After a long rehearsal a few days back with my comrade Chris Icasiano, I’ve had motivic development on my musical mind.  Chris recently performed a solo drum composition which has several pre-scripted rhythmic cycles that are repeated, then altered and repeated.  These rhythms were orchestrated to highlight specific areas of the drums.  We performed an improvised version of this composition later that night where I would create a solo gesture and repeat it at will until moving on to another gesture to be repeated.  Chris’ work was partially improvised but mostly composed, whereas mine was intended to be fully improvised.  One of the many challenges with this approach included finding ways to effectively interact with one another despite the limitation of not knowing each others cycles would sound like ahead of time.  
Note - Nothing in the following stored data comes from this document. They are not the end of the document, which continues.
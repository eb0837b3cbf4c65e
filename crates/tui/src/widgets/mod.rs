//! Fitted regions of the sign.
//!
//! Every widget slot on the screen is backed by a [`Region`]: a small state
//! machine that owns the fitting session for that slot (a step resolver, a
//! trim session, carousels) and knows how to paint the slot at its current
//! state.
//!
//! # Render Cycle
//!
//! The app drives regions through a two-phase cycle:
//!
//! 1. [`Region::sync`] binds the region to the current payload and area,
//!    resetting its session when the identity token changes.
//! 2. [`Region::render`] paints the current state. This is a pure pass: it
//!    only attaches measurements to the region's node.
//! 3. [`Region::after_paint`] measures the node and applies at most one
//!    change.
//!
//! The cycle repeats until no region reports [`Pass::Changed`].
//!
//! # Modules
//!
//! - [`header`]: Station name and clock, fitted horizontally
//! - [`departures`]: Departure sections, allocated and trimmed vertically
//! - [`later`]: The paged strip of trimmed departures
//! - [`alert`]: Alert card, one alert at a time
//! - [`subway_status`]: Per-line subway status
//! - [`registry`]: Maps widget kinds to region strategies

use std::fmt;
use std::time::Instant;

use headway_fit::{Epoch, NodeRef, Pass};
use headway_protocol::WidgetData;
use ratatui::{
    buffer::Buffer,
    layout::{Alignment, Rect},
    style::{Color, Modifier, Style},
    text::{Line, Text},
    widgets::{Block, BorderType, Paragraph, Widget},
};

use crate::paint::paint;

pub mod alert;
pub mod departures;
pub mod header;
pub mod later;
pub mod registry;
pub mod subway_status;

// Re-export primary types for convenience
pub use alert::{AlertRegion, AlertStep};
pub use departures::{DeparturesRegion, fold_sections};
pub use header::{HeaderRegion, HeaderStep, HeaderView};
pub use registry::{Registry, Strategy};
pub use subway_status::{SubwayStatusRegion, SubwayStep};

/// One fitted slot on the screen.
pub trait Region: fmt::Debug {
    /// Short name used in logs and error signatures.
    fn label(&self) -> &'static str;

    /// Binds the region to `widget` painted into `area` during `epoch`.
    fn sync(&mut self, widget: &WidgetData, area: Rect, epoch: Epoch, now: Instant);

    /// Paints the region at its current state.
    fn render(&self, widget: &WidgetData, area: Rect, buf: &mut Buffer);

    /// Measures the last render and applies at most one change.
    fn after_paint(&mut self, now: Instant) -> Pass;

    /// Advances carousels. Returns `true` if the region must be redrawn.
    fn tick(&mut self, _now: Instant) -> bool {
        false
    }

    /// Returns when the region next needs a [`tick`](Self::tick).
    fn next_deadline(&self) -> Option<Instant> {
        None
    }
}

/// Style for secondary text.
pub(crate) const DIM: Style = Style::new().fg(Color::DarkGray);

/// Style for headings.
pub(crate) const HEADING: Style = Style::new().add_modifier(Modifier::BOLD);

/// Draws the rounded frame shared by all regions and returns its inner area.
pub(crate) fn framed(block: Block<'_>, area: Rect, buf: &mut Buffer) -> Rect {
    let block = block.border_type(BorderType::Rounded);
    let inner = block.inner(area);
    block.render(area, buf);
    inner
}

/// Returns the inner area of a region's frame.
pub(crate) fn inner_area(area: Rect) -> Rect {
    Block::bordered().inner(area)
}

/// Paints `text` into `inner` and attaches the measurement to `node`.
///
/// An empty area detaches the node, so the region's session settles instead
/// of trimming against a zero-sized box.
pub(crate) fn paint_into(node: &NodeRef, text: Text<'_>, inner: Rect, wrap: bool, buf: &mut Buffer) {
    if inner.is_empty() {
        node.detach();
        return;
    }
    node.attach(paint(text, inner, wrap, buf));
}

/// A region with nothing to fit.
///
/// Renders a placeholder widget's caption, and stands in for any widget kind
/// the registry has no strategy for.
#[derive(Debug, Default)]
pub struct PlaceholderRegion;

impl Region for PlaceholderRegion {
    fn label(&self) -> &'static str {
        "placeholder"
    }

    fn sync(&mut self, _widget: &WidgetData, _area: Rect, _epoch: Epoch, _now: Instant) {}

    fn render(&self, widget: &WidgetData, area: Rect, buf: &mut Buffer) {
        let inner = framed(Block::bordered().border_style(DIM), area, buf);
        let caption = match widget {
            WidgetData::Placeholder { text: Some(text) } => text.as_str(),
            _ => "",
        };
        Paragraph::new(Line::styled(caption, DIM))
            .alignment(Alignment::Center)
            .render(inner, buf);
    }

    fn after_paint(&mut self, _now: Instant) -> Pass {
        Pass::Settled
    }
}

#[cfg(test)]
mod tests {
    use super::*;
    use crate::test_utils::buffer_to_string;
    use headway_fit::Measure;

    #[test]
    fn empty_area_detaches_node() {
        let node = NodeRef::new();
        let mut buf = Buffer::empty(Rect::new(0, 0, 10, 2));
        paint_into(&node, Text::from("x"), Rect::new(0, 0, 10, 2), false, &mut buf);
        assert!(node.is_attached());

        paint_into(&node, Text::from("x"), Rect::new(0, 0, 0, 0), false, &mut buf);
        assert!(!node.is_attached());
        assert_eq!(node.metrics(), None);
    }

    #[test]
    fn placeholder_renders_caption() {
        let area = Rect::new(0, 0, 12, 3);
        let mut buf = Buffer::empty(area);
        let widget = WidgetData::Placeholder {
            text: Some("Ad".to_string()),
        };

        let mut region = PlaceholderRegion;
        region.render(&widget, area, &mut buf);
        assert_eq!(region.after_paint(Instant::now()), Pass::Settled);
        insta::assert_snapshot!(buffer_to_string(&buf), @r"
        ╭──────────╮
        │    Ad    │
        ╰──────────╯
        ");
    }
}
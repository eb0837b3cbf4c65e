//! Rate-limited error reporting.
//!
//! A sign runs unattended for weeks. When the feed goes down it fails on
//! every poll, and a region that cannot fit fails on every payload; logging
//! each occurrence would bury everything else. [`ErrorReporter`] lets one
//! report per error signature through per [`RateLimiter`] TTL.
//!
//! The limiter is an explicit value handed to the reporter, and time is
//! passed in as `Instant`s, so both are deterministic under test.

use std::collections::HashMap;
use std::time::{Duration, Instant};

use tracing::{debug, warn};

/// Lets one event per signature through per TTL window.
///
/// # Examples
///
/// ```
/// use std::time::{Duration, Instant};
/// use headway_tui::report::RateLimiter;
///
/// let now = Instant::now();
/// let mut limiter = RateLimiter::new(Duration::from_secs(60));
///
/// assert!(limiter.should_report("http:timeout", now));
/// assert!(!limiter.should_report("http:timeout", now + Duration::from_secs(30)));
/// assert!(limiter.should_report("status:503", now));
/// assert!(limiter.should_report("http:timeout", now + Duration::from_secs(60)));
/// ```
#[derive(Debug, Clone)]
pub struct RateLimiter {
    ttl: Duration,
    last_reported: HashMap<String, Instant>,
}

impl RateLimiter {
    /// Creates a limiter with the given window.
    #[must_use]
    pub fn new(ttl: Duration) -> Self {
        Self {
            ttl,
            last_reported: HashMap::new(),
        }
    }

    /// Returns the window length.
    #[must_use]
    pub const fn ttl(&self) -> Duration {
        self.ttl
    }

    /// Returns `true` if `signature` has not been reported within the
    /// window ending at `now`, and records `now` if so.
    pub fn should_report(&mut self, signature: &str, now: Instant) -> bool {
        if let Some(&last) = self.last_reported.get(signature)
            && now.saturating_duration_since(last) < self.ttl
        {
            return false;
        }
        self.last_reported.insert(signature.to_string(), now);
        true
    }

    /// Forgets signatures whose window has passed.
    pub fn prune(&mut self, now: Instant) {
        let ttl = self.ttl;
        self.last_reported
            .retain(|_, last| now.saturating_duration_since(*last) < ttl);
    }

    /// Returns the number of signatures currently tracked.
    #[must_use]
    pub fn len(&self) -> usize {
        self.last_reported.len()
    }

    /// Returns `true` if no signatures are tracked.
    #[must_use]
    pub fn is_empty(&self) -> bool {
        self.last_reported.is_empty()
    }
}

/// Logs feed failures and layout failures through a [`RateLimiter`].
///
/// The reporter also keeps the most recent feed error for the status line,
/// whether or not it was logged.
#[derive(Debug, Clone)]
pub struct ErrorReporter {
    limiter: RateLimiter,
    last_message: Option<String>,
    suppressed: usize,
}

impl ErrorReporter {
    /// Creates a reporter that uses `limiter`.
    #[must_use]
    pub fn new(limiter: RateLimiter) -> Self {
        Self {
            limiter,
            last_message: None,
            suppressed: 0,
        }
    }

    /// Reports a feed failure. Returns `true` if it was logged.
    pub fn report(&mut self, signature: &str, message: &str, now: Instant) -> bool {
        self.last_message = Some(message.to_string());
        self.emit(signature, now, || {
            warn!(signature, error = message, "feed update failed");
        })
    }

    /// Reports that `region` settled while still overflowing. Returns
    /// `true` if it was logged.
    pub fn layout_failed(&mut self, region: &str, now: Instant) -> bool {
        let signature = format!("layout:{region}");
        self.emit(&signature, now, || {
            warn!(region, "layout failed: content will overflow");
        })
    }

    /// Returns the most recent feed error message.
    #[must_use]
    pub fn last_message(&self) -> Option<&str> {
        self.last_message.as_deref()
    }

    /// Clears the status line after a successful update.
    pub fn clear(&mut self) {
        self.last_message = None;
    }

    /// Returns how many reports the limiter has swallowed.
    #[must_use]
    pub const fn suppressed(&self) -> usize {
        self.suppressed
    }

    fn emit(&mut self, signature: &str, now: Instant, log: impl FnOnce()) -> bool {
        self.limiter.prune(now);
        if self.limiter.should_report(signature, now) {
            log();
            true
        } else {
            self.suppressed += 1;
            debug!(signature, "suppressed repeated error");
            false
        }
    }
}

#[cfg(test)]
mod tests {
    use super::*;

    const TTL: Duration = Duration::from_secs(60);

    #[test]
    fn signatures_are_independent() {
        let now = Instant::now();
        let mut limiter = RateLimiter::new(TTL);
        assert!(limiter.should_report("a", now));
        assert!(limiter.should_report("b", now));
        assert!(!limiter.should_report("a", now));
        assert_eq!(limiter.len(), 2);
    }

    #[test]
    fn prune_drops_expired_signatures() {
        let now = Instant::now();
        let mut limiter = RateLimiter::new(TTL);
        limiter.should_report("old", now);
        limiter.should_report("new", now + Duration::from_secs(50));

        limiter.prune(now + Duration::from_secs(70));
        assert_eq!(limiter.len(), 1);
        assert!(limiter.should_report("old", now + Duration::from_secs(70)));
    }

    #[test]
    fn suppressed_reports_still_update_status() {
        let now = Instant::now();
        let mut reporter = ErrorReporter::new(RateLimiter::new(TTL));

        assert!(reporter.report("status:503", "service unavailable", now));
        assert!(!reporter.report("status:503", "still unavailable", now + Duration::from_secs(5)));
        assert_eq!(reporter.last_message(), Some("still unavailable"));
        assert_eq!(reporter.suppressed(), 1);

        reporter.clear();
        assert_eq!(reporter.last_message(), None);
    }

    #[test]
    fn layout_failures_are_keyed_by_region() {
        let now = Instant::now();
        let mut reporter = ErrorReporter::new(RateLimiter::new(TTL));

        assert!(reporter.layout_failed("departures", now));
        assert!(reporter.layout_failed("alert", now));
        assert!(!reporter.layout_failed("departures", now));
        assert_eq!(reporter.last_message(), None);
    }

    #[test]
    fn reports_again_after_ttl() {
        let now = Instant::now();
        let mut reporter = ErrorReporter::new(RateLimiter::new(TTL));

        assert!(reporter.report("io:NotFound", "missing", now));
        assert!(reporter.report("io:NotFound", "missing", now + TTL));
    }
}
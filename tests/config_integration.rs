//! Integration tests for the headway-config crate.

use std::fs;
use std::time::Duration;

use headway_config::{CarouselConfig, Config, ConfigError, FeedConfig, PollingConfig};
use tempfile::TempDir;

#[test]
fn config_load_from_json5_file() {
    let dir = TempDir::new().unwrap();
    let config_path = dir.path().join("headway.json5");

    fs::write(
        &config_path,
        r#"
        {
            // Busway sign at Harvard
            feed: {
                base_url: "https://screens.example.com/",
                screen_id: "bus-eink-harvard",
                api_key: "k-123",
            },
            polling: {
                interval_secs: 30,
                jitter: false,
            },
            carousel: {
                total_cycle_ms: 20000,
            },
            errors: { ttl_secs: 120 },
        }
        "#,
    )
    .unwrap();

    let config = Config::load_from(&config_path).unwrap();

    assert_eq!(config.feed.screen_id.as_deref(), Some("bus-eink-harvard"));
    assert_eq!(config.feed.api_key.as_deref(), Some("k-123"));
    assert_eq!(config.polling.interval(), Duration::from_secs(30));
    assert_eq!(config.polling.max_jitter(), Duration::ZERO);
    assert_eq!(config.carousel.total_cycle(), Duration::from_secs(20));
    assert_eq!(
        config.carousel.max_page_duration(),
        CarouselConfig::default().max_page_duration()
    );
    assert_eq!(config.errors.ttl(), Duration::from_secs(120));
}

#[test]
fn plain_json_loads_too() {
    let dir = TempDir::new().unwrap();
    let config_path = dir.path().join("headway.json");
    fs::write(&config_path, r#"{"feed": {"file": "/srv/screen.json"}}"#).unwrap();

    let config = Config::load_from(&config_path).unwrap();
    assert_eq!(config.feed, FeedConfig::file("/srv/screen.json"));
    assert_eq!(config.polling, PollingConfig::default());
}

#[test]
fn config_save_and_reload() {
    let dir = TempDir::new().unwrap();
    let config_path = dir.path().join("config.json");

    let original = Config {
        feed: FeedConfig::http("https://screens.example.com", "stop-7"),
        polling: PollingConfig::with_interval(60),
        carousel: CarouselConfig {
            page_interval_ms: 5000,
            ..CarouselConfig::default()
        },
        ..Config::default()
    };

    original.save_to(&config_path).unwrap();
    let loaded = Config::load_from(&config_path).unwrap();
    assert_eq!(loaded, original);

    // Saved as plain JSON.
    let content = fs::read_to_string(&config_path).unwrap();
    assert!(content.contains("\"screen_id\": \"stop-7\""));
}

#[test]
fn config_rejects_bad_carousel() {
    let dir = TempDir::new().unwrap();
    let config_path = dir.path().join("headway.json5");
    fs::write(&config_path, "{ carousel: { max_page_duration_ms: 10 } }").unwrap();

    assert!(matches!(
        Config::load_from(&config_path),
        Err(ConfigError::InvalidCarousel { .. })
    ));
}

#[test]
fn config_rejects_malformed_file() {
    let dir = TempDir::new().unwrap();
    let config_path = dir.path().join("headway.json5");
    fs::write(&config_path, "{ polling: ").unwrap();

    assert!(Config::load_from(&config_path).is_err());
}

#[test]
fn missing_file_is_an_error() {
    let dir = TempDir::new().unwrap();
    assert!(Config::load_from(dir.path().join("absent.json5")).is_err());
}
//! The header bar: station name and clock.
//!
//! The header is fitted horizontally. Its steps drop detail from the right:
//! first the full name gives way to the abbreviated one, then the clock goes.

use headway_fit::{Axis, Epoch, FitSession, IdentityToken, NodeRef, Pass, StepResolver};
use headway_protocol::HeaderData;
use ratatui::{
    buffer::Buffer,
    layout::Rect,
    style::{Color, Modifier, Style},
    text::{Line, Span},
    widgets::Block,
};

use super::{DIM, framed, inner_area, paint_into};

const TITLE: Style = Style::new().fg(Color::Cyan).add_modifier(Modifier::BOLD);
const STALE: Style = Style::new().fg(Color::Yellow);

/// Presentation variants of the header, most detailed first.
#[derive(Debug, Clone, Copy, PartialEq, Eq, Hash)]
pub enum HeaderStep {
    /// Full title and clock.
    Full,
    /// Abbreviated title and clock.
    Abbreviated,
    /// Abbreviated title alone.
    TitleOnly,
}

/// Everything the header shows.
#[derive(Debug, Clone, Copy)]
pub struct HeaderView<'a> {
    /// Title content from the payload.
    pub header: &'a HeaderData,
    /// Current time, already formatted.
    pub clock: &'a str,
    /// Whether the last update failed.
    pub stale: bool,
    /// Most recent error, for the status line.
    pub status: Option<&'a str>,
}

impl HeaderView<'_> {
    /// Returns the header line at `step`.
    ///
    /// # Examples
    ///
    /// ```
    /// use headway_protocol::HeaderData;
    /// use headway_tui::widgets::{HeaderStep, HeaderView};
    ///
    /// let header = HeaderData { title: "Park Street".into(), title_abbrev: Some("Park".into()) };
    /// let view = HeaderView { header: &header, clock: "09:41", stale: false, status: None };
    ///
    /// assert_eq!(view.line(HeaderStep::Full).to_string(), "Park Street  09:41");
    /// assert_eq!(view.line(HeaderStep::TitleOnly).to_string(), "Park");
    /// ```
    #[must_use]
    pub fn line(&self, step: HeaderStep) -> Line<'static> {
        let (title, clock) = match step {
            HeaderStep::Full => (self.header.title.as_str(), true),
            HeaderStep::Abbreviated => (self.header.short_title(), true),
            HeaderStep::TitleOnly => (self.header.short_title(), false),
        };

        let mut spans = vec![Span::styled(title.to_string(), TITLE)];
        if clock && !self.clock.is_empty() {
            spans.push(Span::raw("  "));
            spans.push(Span::raw(self.clock.to_string()));
        }
        Line::from(spans)
    }
}

/// Region state for the header bar.
#[derive(Debug)]
pub struct HeaderRegion {
    node: NodeRef,
    resolver: StepResolver<HeaderStep>,
}

impl Default for HeaderRegion {
    fn default() -> Self {
        Self::new()
    }
}

impl HeaderRegion {
    /// Creates a header region at its most detailed step.
    #[must_use]
    pub fn new() -> Self {
        Self {
            node: NodeRef::new(),
            resolver: StepResolver::fixed(
                [HeaderStep::Full, HeaderStep::Abbreviated, HeaderStep::TitleOnly],
                Axis::X,
            ),
        }
    }

    /// Returns the current step.
    #[must_use]
    pub fn step(&self) -> HeaderStep {
        *self.resolver.step()
    }

    /// Binds the header to `view` painted into `area` during `epoch`.
    pub fn sync(&mut self, view: &HeaderView<'_>, area: Rect, epoch: Epoch) {
        let inner = inner_area(area);
        self.resolver
            .sync(IdentityToken::of(epoch, &(inner, view.clock.len())));
    }

    /// Paints the header at its current step.
    pub fn render(&self, view: &HeaderView<'_>, area: Rect, buf: &mut Buffer) {
        let mut block = Block::bordered();
        if view.stale {
            block = block.title_top(Line::styled(" stale ", STALE).right_aligned());
        }
        if let Some(status) = view.status {
            block = block.title_bottom(Line::styled(format!(" {status} "), DIM));
        }
        let inner = framed(block, area, buf);

        paint_into(&self.node, view.line(self.step()).into(), inner, false, buf);
    }

    /// Measures the last render and advances at most one step.
    pub fn after_paint(&mut self) -> Pass {
        self.resolver.after_paint(&self.node)
    }
}
//! Widget kind to region strategy table.
//!
//! The screen renderer never matches on widget kinds itself. It asks the
//! [`Registry`] how tall a widget wants to be and to build the region that
//! will fit it. The registry is built once, handed to the app, and can be
//! extended or overridden per sign.

use std::collections::HashMap;

use headway_config::CarouselConfig;
use headway_protocol::{WidgetData, WidgetKind};
use ratatui::layout::Constraint;
use tracing::debug;

use super::{AlertRegion, DeparturesRegion, PlaceholderRegion, Region, SubwayStatusRegion};

/// Height given to placeholders and to widgets without a strategy.
const PLACEHOLDER_HEIGHT: u16 = 3;

/// How to lay out and fit one widget kind.
#[derive(Debug, Clone, Copy)]
pub struct Strategy {
    /// The vertical space the widget asks for.
    pub constraint: fn(&WidgetData) -> Constraint,
    /// Creates the region that fits the widget.
    pub build: fn(&CarouselConfig) -> Box<dyn Region>,
}

/// Maps widget kinds to strategies.
///
/// # Examples
///
/// ```
/// use headway_config::CarouselConfig;
/// use headway_protocol::WidgetData;
/// use headway_tui::widgets::Registry;
///
/// let registry = Registry::standard();
/// let widget = WidgetData::Placeholder { text: None };
/// let region = registry.build(&widget, &CarouselConfig::default());
/// assert_eq!(region.label(), "placeholder");
/// ```
#[derive(Debug, Clone, Default)]
pub struct Registry {
    strategies: HashMap<WidgetKind, Strategy>,
}

impl Registry {
    /// Creates a registry with no strategies; every widget renders as a
    /// placeholder.
    #[must_use]
    pub fn empty() -> Self {
        Self::default()
    }

    /// Creates the registry for the built-in widgets.
    #[must_use]
    pub fn standard() -> Self {
        let mut registry = Self::empty();
        registry.register(
            WidgetKind::Departures,
            Strategy {
                constraint: |_| Constraint::Fill(3),
                build: |cadence| Box::new(DeparturesRegion::new(cadence.clone())),
            },
        );
        registry.register(
            WidgetKind::Alert,
            Strategy {
                constraint: |_| Constraint::Fill(1),
                build: |cadence| Box::new(AlertRegion::new(cadence)),
            },
        );
        registry.register(
            WidgetKind::SubwayStatus,
            Strategy {
                constraint: |_| Constraint::Fill(1),
                build: |_| Box::new(SubwayStatusRegion::new()),
            },
        );
        registry.register(
            WidgetKind::Placeholder,
            Strategy {
                constraint: |_| Constraint::Length(PLACEHOLDER_HEIGHT),
                build: |_| Box::new(PlaceholderRegion),
            },
        );
        registry
    }

    /// Sets the strategy for `kind`, returning the one it replaces.
    pub fn register(&mut self, kind: WidgetKind, strategy: Strategy) -> Option<Strategy> {
        self.strategies.insert(kind, strategy)
    }

    /// Returns the strategy for `kind`.
    #[must_use]
    pub fn get(&self, kind: WidgetKind) -> Option<&Strategy> {
        self.strategies.get(&kind)
    }

    /// Returns the vertical constraint for `widget`.
    #[must_use]
    pub fn constraint(&self, widget: &WidgetData) -> Constraint {
        self.get(widget.kind())
            .map_or(Constraint::Length(PLACEHOLDER_HEIGHT), |strategy| {
                (strategy.constraint)(widget)
            })
    }

    /// Builds the region for `widget`, falling back to a placeholder.
    #[must_use]
    pub fn build(&self, widget: &WidgetData, cadence: &CarouselConfig) -> Box<dyn Region> {
        match self.get(widget.kind()) {
            Some(strategy) => (strategy.build)(cadence),
            None => {
                debug!(kind = ?widget.kind(), "no strategy for widget, using placeholder");
                Box::new(PlaceholderRegion)
            }
        }
    }
}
As Chris had certain compositional areas of the instrument determined ahead of time, in this improvisation I decided to select a specific multiphonic sound.  To ornament this sound I limited myself to only a few possible fingering moves and within these parameters I would create indeterminate cycles to be repeated.  These cycles had a variety of independent focal points in my mind, including rhythm, harmony, melody, or just raw pockets of energy.  I would try not to consider with too much thought what my next move would be, but would instead just allow it to come out, then repeat and explore the sound until the moment felt right to move forward.

-Neil

03/16/2013 (12 Moons Solo Project Day 75)

12 Moons Solo Saxophone Project Day 75

Date: 03/16/2013

Instrument: Tenor saxophone

Location: Home studio in Clinton, WA (Whidbey Island)

Notes:

The blues is on my mind tonight, and for this improvisation I decided to work with a patient, calm spirit I explored in my first month on this project.  

I chose a slow pulse in a four beat cycle, with two pitches as the foundation.  The pitches are a concert E and a concert G.  I depressed the Low C key for both notes, and when playing the concert G I would also leave the F# depressed as well.  In specific repetitions of the melody I began to quickly open and close the low D keys as well, opening the sound field to include clicks, clacks and overtones to accompany the melody.  

When the improvisation began I used little or no tongue at all, but as the volume begins to climb the tongue becomes more essential in escalating the energy of the piece.  About two thirds the way into the improvisation I began articulating harder and blowing more air while opening and closing the low D key.  This began to pull out the gritty overtones and wails that become introduced with the melody.

-Neil

03/15/2013 (12 Moons Solo Project Day 74)

12 Moons Solo Saxophone Project Day 74

Date: 03/15/2013

Instrument: Tenor saxophone

Location: Home studio in Clinton, WA (Whidbey Island)

Notes:

I felt an immediate impulse to conjure gritty, gravely clusters out of my horn this morning.  Like most young students, when I started playing the saxophone I would explore this sound by doing bluesy growls in my horn.  More often than not I would end up hollering or humming into the horn before I could control more of the wheezing sound necessary to growl.  It was years later that I backtracked to start gaining control over the other colors possible by throat manipulation of different sorts.

This improvisation uses a single, common mulitphonic fingering that I’ve used in a prior day on this project.  (Left Hand) B-A-G keys, Octave, Palm Eb // (Right Hand) F-E keys, Low C.  This multiphonic creates a wide range of tones all its own, and in this improvisation I hummed either directly within or slightly against specific pitches within the chord.  Humming in tandem with pitches tends to create more low difference tones that broaden the chord, while humming slightly above or below pitches tends to create more grittiness in the chord.  It’s also the case that humming into the horn in the middle to upper register weeds out many of the lower tones and begins creating more high pitched buzzing tones.  The mid section of this improvisation focuses in this mid to upper range.